Sonnet 97 is one of 154 sonnets written by the English playwright and poet William Shakespeare. It is a member of the Fair Youth sequence, in which the poet expresses his love towards a young man. It is the first of three sonnets describing a separation between the speaker and the beloved.

==Paraphrase==
My separation from you has seemed like winter, since you give pleasure to the year. Winter has seemed to be everywhere, even though in reality our separation occurred during summer and fall, when the earth produces plant life like a widow giving birth after the death of her husband. Yet I saw these fruits of nature as hopeless orphans, since it could not be summer unless you were here; since you were away, even the birds did not sing, or rather sang so plaintively that they made the very leaves look pale, thinking of winter.

==Structure==
Sonnet 97 is an English or Shakespearean sonnet. The English sonnet has three quatrains, followed by a final rhyming couplet.
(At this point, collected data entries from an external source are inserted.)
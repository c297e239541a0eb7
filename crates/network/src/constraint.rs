//! Construction-time checks on physical parameters.
//!
//! Every parameter is validated once, when a component, link, or environment
//! is built, so the derivative function can trust its inputs without
//! re-checking them on every evaluation.

use std::fmt;

use thiserror::Error;

/// A numeric invariant a physical parameter must satisfy.
///
/// All constraints also require the value to be finite.
#[derive(Debug, Clone, Copy, PartialEq, Eq)]
pub enum Constraint {
    Finite,
    NonNegative,
    StrictlyPositive,
    UnitInterval,
    GreaterThanOne,
}

impl Constraint {
    /// Returns `value` if it satisfies the constraint.
    ///
    /// # Errors
    ///
    /// Returns a [`ConstraintError`] naming `parameter` otherwise.
    pub fn check(self, parameter: &'static str, value: f64) -> Result<f64, ConstraintError> {
        let ok = value.is_finite()
            && match self {
                Self::Finite => true,
                Self::NonNegative => value >= 0.0,
                Self::StrictlyPositive => value > 0.0,
                Self::UnitInterval => (0.0..=1.0).contains(&value),
                Self::GreaterThanOne => value > 1.0,
            };

        if ok {
            Ok(value)
        } else {
            Err(ConstraintError {
                parameter,
                constraint: self,
                value,
            })
        }
    }
}

impl fmt::Display for Constraint {
    fn fmt(&self, f: &mut fmt::Formatter<'_>) -> fmt::Result {
        f.write_str(match self {
            Self::Finite => "finite",
            Self::NonNegative => "finite and non-negative",
            Self::StrictlyPositive => "finite and strictly positive",
            Self::UnitInterval => "within [0, 1]",
            Self::GreaterThanOne => "finite and greater than one",
        })
    }
}

/// A physical parameter violated its [`Constraint`].
#[derive(Debug, Clone, Copy, PartialEq, Error)]
#[error("{parameter} must be {constraint}, got {value}")]
pub struct ConstraintError {
    pub parameter: &'static str,
    pub constraint: Constraint,
    pub value: f64,
}

#[cfg(test)]
mod tests {
    use super::*;

    #[test]
    fn accepts_values_inside_bounds() {
        assert_eq!(Constraint::NonNegative.check("area", 0.0), Ok(0.0));
        assert_eq!(Constraint::StrictlyPositive.check("mass", 50.0), Ok(50.0));
        assert_eq!(Constraint::UnitInterval.check("emissivity", 1.0), Ok(1.0));
        assert_eq!(Constraint::GreaterThanOne.check("attenuation", 100.0), Ok(100.0));
        assert_eq!(Constraint::Finite.check("power", -30.0), Ok(-30.0));
    }

    #[test]
    fn rejects_values_outside_bounds() {
        let err = Constraint::StrictlyPositive.check("mass", 0.0).unwrap_err();
        assert_eq!(err.parameter, "mass");
        assert_eq!(err.constraint, Constraint::StrictlyPositive);

        assert!(Constraint::UnitInterval.check("emissivity", 1.2).is_err());
        assert!(Constraint::GreaterThanOne.check("attenuation", 1.0).is_err());
        assert!(Constraint::NonNegative.check("area", -1.0).is_err());
    }

    #[test]
    fn rejects_non_finite_values_for_every_constraint() {
        for constraint in [
            Constraint::Finite,
            Constraint::NonNegative,
            Constraint::StrictlyPositive,
            Constraint::UnitInterval,
            Constraint::GreaterThanOne,
        ] {
            assert!(constraint.check("x", f64::NAN).is_err());
            assert!(constraint.check("x", f64::INFINITY).is_err());
        }
    }

    #[test]
    fn error_message_names_the_parameter() {
        let err = Constraint::StrictlyPositive
            .check("specific heat capacity", -1.0)
            .unwrap_err();
        assert_eq!(
            err.to_string(),
            "specific heat capacity must be finite and strictly positive, got -1"
        );
    }
}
It follows the typical rhyme scheme of the form, ABAB CDCD EFEF GG, and is composed in iambic pentameter, a type of poetic metre based on five pairs of metrically weak/strong syllabic positions. The 6th line exemplifies a regular iambic pentameter:
   × / × / × / × / × /
 The teeming autumn, big with rich increase,

  / × × / × / × / × /
 Bearing the wanton burden of the prime, (97.6-7)
/ = ictus, a metrically strong syllabic position. × = nonictus.
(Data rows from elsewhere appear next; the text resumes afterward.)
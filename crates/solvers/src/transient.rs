//! Transient (time-marching) solvers for ODE problems.
//!
//! # Solvers
//!
//! - [`euler`]: fixed-step explicit Euler, useful for quick looks and tests
//! - [`dopri5`]: adaptive Dormand–Prince 5(4) with embedded error control
//!
//! Both return a [`Solution`] whose history holds one snapshot per accepted
//! step, starting with the initial condition.

mod error;
mod solution;

pub mod dopri5;
pub mod euler;

pub use error::Error;
pub use solution::{Solution, Status};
It is followed (in line 7) by an initial reversal, a fairly common metrical variation which also potentially occurs in lines 1, 9, and 13. A mid-line inversion occurs in line 8 and, more plainly, line 14:
   × / × / / × × / × /
 That leaves look pale, dreading the winter's near. (97.14)

==Sources and analysis==
Following Edmond Malone, T. W. Baldwin notes a resemblance between this poem's trope for the seasons and the "childing autumn" of A Midsummer Night's Dream 2.1.112; he traces the figure to Ovid.

Dowden says that 97 seems to begin a new group of sonnets, comprising 97, 98, and 99. Edward Hubler remarks on the "passages of unobtrusive melody and easy grace."

Thematically, the poem belongs among those poems treating absence or separation. Hilton Landry groups the sonnet with others, such as 54 and 55, in which the speaker is forced to call to mind an inferior mental substitute for his absent beloved.